SOURCE INFORMATION below:

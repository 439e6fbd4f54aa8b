//! Entities: a position driven by a bounded queue of impulses.
//!
//! Each frame an alive entity:
//! 1. feeds its resultant velocity through the front queued impulse,
//!    popping that impulse once it finishes;
//! 2. moves by its velocity;
//! 3. lets its hooks react to the new position (walls);
//! 4. snaps its collision box to the new position;
//! 5. samples its box against every other entity;
//! 6. draws itself.
//!
//! A dead entity only draws itself.
//!
//! Reactions are delivered through [`EntityHooks`]. Hooks cannot reach the
//! manager directly; they queue [`Command`]s that the manager applies once the
//! entity's tick returns.

use std::{
    collections::VecDeque,
    sync::{
        atomic::{AtomicU64, Ordering},
        Arc,
    },
};

use crate::{
    collision::CollisionBox,
    impulse::Impulse,
    math::{IVec2, Vec2},
    render::{RenderBackend, SpriteId, SpriteSet},
    wire::{coord_to_wire, EntitySnapshot},
};
use tracing::warn;

static NEXT_ENTITY_ID: AtomicU64 = AtomicU64::new(1);

/// Deepest force queue a peer's snapshot may ask for.
pub const MAX_SNAPSHOT_STACK_DEPTH: usize = 64;

/// Identity of an entity, unique within the process.
#[derive(Debug, Clone, Copy, PartialEq, Eq, Hash, PartialOrd, Ord)]
pub struct EntityId(pub u64);

impl EntityId {
    pub fn new_unique() -> Self {
        EntityId(NEXT_ENTITY_ID.fetch_add(1, Ordering::Relaxed))
    }
}

#[derive(Debug, Clone, Copy, PartialEq, Eq)]
pub enum LifeState {
    Alive,
    Dead,
}

/// Requests a hook can make of the manager.
#[derive(Debug, Clone, PartialEq, Eq)]
pub enum Command {
    Kill(EntityId),
}

/// Command buffer handed to hooks.
#[derive(Debug, Default)]
pub struct Commands {
    queue: Vec<Command>,
}

impl Commands {
    pub fn kill(&mut self, id: EntityId) {
        self.queue.push(Command::Kill(id));
    }

    pub fn is_empty(&self) -> bool {
        self.queue.is_empty()
    }

    pub fn drain(&mut self) -> std::vec::Drain<'_, Command> {
        self.queue.drain(..)
    }
}

/// Reactions attached to an entity.
///
/// Every method defaults to doing nothing.
pub trait EntityHooks: Send + Sync {
    /// Called after the entity moved, before its collision box is refreshed.
    /// May adjust the position.
    fn on_wall_collided(&self, _entity: &mut Entity, _commands: &mut Commands) {}

    /// Called once per sample point of `entity` that lands in `other`.
    fn on_collision(&self, _entity: &Entity, _other: &Entity, _commands: &mut Commands) {}

    /// Called when the front queued impulse finished and was popped.
    fn on_force_consumed(&self, _force: &Impulse, _entity: &Entity, _commands: &mut Commands) {}
}

/// Hooks that never react.
#[derive(Debug, Default)]
pub struct NoHooks;

impl EntityHooks for NoHooks {}

/// Construction parameters.
#[derive(Debug, Clone, Copy, PartialEq)]
pub struct EntityParams {
    pub position: Vec2,
    /// Collision box size, normally the sprite size.
    pub dimensions: IVec2,
    pub max_stack_depth: usize,
    pub max_speed: f32,
    pub falloff: f32,
}

/// Per-tick environment supplied by the manager.
pub struct TickContext<'a> {
    pub renderer: &'a mut dyn RenderBackend,
    pub commands: &'a mut Commands,
    /// Whether dead entities still block alive ones.
    pub dead_entities_collide: bool,
}

pub struct Entity {
    handle: EntityId,
    id: String,
    position: Vec2,
    force_queue: VecDeque<Impulse>,
    max_stack_depth: usize,
    max_speed: f32,
    falloff: f32,
    velocity: Impulse,
    collision_box: CollisionBox,
    state: LifeState,
    sprites: SpriteSet,
    hooks: Arc<dyn EntityHooks>,
}

impl std::fmt::Debug for Entity {
    fn fmt(&self, f: &mut std::fmt::Formatter<'_>) -> std::fmt::Result {
        f.debug_struct("Entity")
            .field("handle", &self.handle)
            .field("id", &self.id)
            .field("position", &self.position)
            .field("velocity", &self.velocity)
            .field("queued", &self.force_queue.len())
            .field("state", &self.state)
            .finish_non_exhaustive()
    }
}

impl Entity {
    pub fn new(id: impl Into<String>, params: EntityParams, hooks: Arc<dyn EntityHooks>) -> Self {
        Self {
            handle: EntityId::new_unique(),
            id: id.into(),
            position: params.position,
            force_queue: VecDeque::new(),
            max_stack_depth: params.max_stack_depth,
            max_speed: params.max_speed,
            falloff: params.falloff,
            velocity: Impulse::resting(params.falloff, params.max_speed),
            collision_box: CollisionBox::new(params.position.trunc(), params.dimensions),
            state: LifeState::Alive,
            sprites: SpriteSet::default(),
            hooks,
        }
    }

    /// Rebuilds a remote peer's entity from its snapshot.
    ///
    /// A stack depth above [`MAX_SNAPSHOT_STACK_DEPTH`] is clamped to it.
    pub fn from_snapshot(
        id: impl Into<String>,
        snapshot: &EntitySnapshot,
        dimensions: IVec2,
        hooks: Arc<dyn EntityHooks>,
    ) -> Self {
        let id = id.into();
        let mut max_stack_depth = snapshot.max_stack_depth as usize;
        if max_stack_depth > MAX_SNAPSHOT_STACK_DEPTH {
            warn!(
                %id,
                requested = snapshot.max_stack_depth,
                "Snapshot stack depth clamped"
            );
            max_stack_depth = MAX_SNAPSHOT_STACK_DEPTH;
        }
        let params = EntityParams {
            position: snapshot.position(),
            dimensions,
            max_stack_depth,
            max_speed: snapshot.max_speed as f32,
            falloff: snapshot.falloff,
        };
        Self::new(id, params, hooks)
    }

    pub fn with_sprites(mut self, sprites: SpriteSet) -> Self {
        self.sprites = sprites;
        self
    }

    /// Pre-loads the force queue, ignoring the stack-depth cap.
    pub fn with_forces(mut self, forces: impl IntoIterator<Item = Impulse>) -> Self {
        self.force_queue.extend(forces);
        self
    }

    pub fn handle(&self) -> EntityId {
        self.handle
    }

    pub fn id(&self) -> &str {
        &self.id
    }

    pub fn position(&self) -> Vec2 {
        self.position
    }

    pub fn set_position(&mut self, position: Vec2) {
        self.position = position;
    }

    pub fn velocity(&self) -> &Impulse {
        &self.velocity
    }

    pub fn force_queue(&self) -> &VecDeque<Impulse> {
        &self.force_queue
    }

    pub fn max_stack_depth(&self) -> usize {
        self.max_stack_depth
    }

    pub fn collision_box(&self) -> &CollisionBox {
        &self.collision_box
    }

    pub fn state(&self) -> LifeState {
        self.state
    }

    pub fn is_dead(&self) -> bool {
        self.state == LifeState::Dead
    }

    pub fn active_sprite(&self) -> SpriteId {
        match self.state {
            LifeState::Alive => self.sprites.alive,
            LifeState::Dead => self.sprites.dead,
        }
    }

    /// Queues `force` if there is room. Overflow is dropped silently.
    pub fn add_force(&mut self, force: Impulse) -> bool {
        self.add_force_with(force, |_| {})
    }

    /// Like [`Entity::add_force`], calling `on_accepted` when the force was queued.
    pub fn add_force_with(&mut self, force: Impulse, on_accepted: impl FnOnce(&Impulse)) -> bool {
        if self.force_queue.len() >= self.max_stack_depth {
            return false;
        }
        self.force_queue.push_back(force);
        if let Some(accepted) = self.force_queue.back() {
            on_accepted(accepted);
        }
        true
    }

    /// Appends `count` copies of `force`, bypassing the stack-depth cap.
    ///
    /// Used by position reconciliation, which must be able to replay a
    /// whole run of impulses at once.
    pub fn enqueue_repeated(&mut self, force: &Impulse, count: usize) {
        self.force_queue
            .extend(std::iter::repeat_n(force, count).cloned());
    }

    /// Marks the entity dead. Returns `false` if it already was.
    pub fn die(&mut self) -> bool {
        if self.state == LifeState::Dead {
            return false;
        }
        self.state = LifeState::Dead;
        true
    }

    /// Runs one frame. `others` may include `self`'s own handle; it is skipped.
    pub fn tick<'a>(
        &mut self,
        others: impl IntoIterator<Item = &'a Entity>,
        ctx: &mut TickContext<'_>,
    ) {
        if self.state == LifeState::Dead {
            ctx.renderer.draw_sprite(self.active_sprite(), self.position);
            return;
        }

        let hooks = Arc::clone(&self.hooks);

        let front_finished = match self.force_queue.front_mut() {
            Some(front) => {
                let v = front.apply(self.velocity.as_vec2());
                self.velocity.set_from(v);
                front.is_finished()
            }
            None => false,
        };
        if front_finished {
            if let Some(force) = self.force_queue.pop_front() {
                hooks.on_force_consumed(&force, self, ctx.commands);
            }
        }

        self.position = self.velocity.apply(self.position);

        hooks.on_wall_collided(self, ctx.commands);

        self.collision_box.update(self.position.trunc());

        for other in others {
            if other.handle == self.handle {
                continue;
            }
            if other.is_dead() && !ctx.dead_entities_collide {
                continue;
            }
            let hits = self
                .collision_box
                .sample_hits(self.position, &other.collision_box);
            for _ in 0..hits {
                hooks.on_collision(self, other, ctx.commands);
            }
        }

        ctx.renderer.draw_sprite(self.active_sprite(), self.position);
    }

    /// Snapshot used to reconstruct this entity on a remote peer.
    pub fn snapshot(&self) -> EntitySnapshot {
        EntitySnapshot {
            x: coord_to_wire(self.position.x),
            y: coord_to_wire(self.position.y),
            max_stack_depth: self.max_stack_depth as u32,
            max_speed: self.max_speed as u32,
            falloff: self.falloff,
        }
    }

    pub fn to_bytes(&self) -> bytes::Bytes {
        self.snapshot().to_bytes()
    }
}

End of SOURCE INFORMATION.

Up to and including the line with "handed to hooks.", write out the records above exactly, starting from their first line.

repository 439e6fbd4f54aa8b
//! Entities: a position driven by a bounded queue of impulses.
//!
//! Each frame an alive entity:
//! 1. feeds its resultant velocity through the front queued impulse,
//!    popping that impulse once it finishes;
//! 2. moves by its velocity;
//! 3. lets its hooks react to the new position (walls);
//! 4. snaps its collision box to the new position;
//! 5. samples its box against every other entity;
//! 6. draws itself.
//!
//! A dead entity only draws itself.
//!
//! Reactions are delivered through [`EntityHooks`]. Hooks cannot reach the
//! manager directly; they queue [`Command`]s that the manager applies once the
//! entity's tick returns.

use std::{
    collections::VecDeque,
    sync::{
        atomic::{AtomicU64, Ordering},
        Arc,
    },
};

use crate::{
    collision::CollisionBox,
    impulse::Impulse,
    math::{IVec2, Vec2},
    render::{RenderBackend, SpriteId, SpriteSet},
    wire::{coord_to_wire, EntitySnapshot},
};
use tracing::warn;

static NEXT_ENTITY_ID: AtomicU64 = AtomicU64::new(1);

/// Deepest force queue a peer's snapshot may ask for.
pub const MAX_SNAPSHOT_STACK_DEPTH: usize = 64;

/// Identity of an entity, unique within the process.
#[derive(Debug, Clone, Copy, PartialEq, Eq, Hash, PartialOrd, Ord)]
pub struct EntityId(pub u64);

impl EntityId {
    pub fn new_unique() -> Self {
        EntityId(NEXT_ENTITY_ID.fetch_add(1, Ordering::Relaxed))
    }
}

#[derive(Debug, Clone, Copy, PartialEq, Eq)]
pub enum LifeState {
    Alive,
    Dead,
}

/// Requests a hook can make of the manager.
#[derive(Debug, Clone, PartialEq, Eq)]
pub enum Command {
    Kill(EntityId),
}

/// Command buffer handed to hooks.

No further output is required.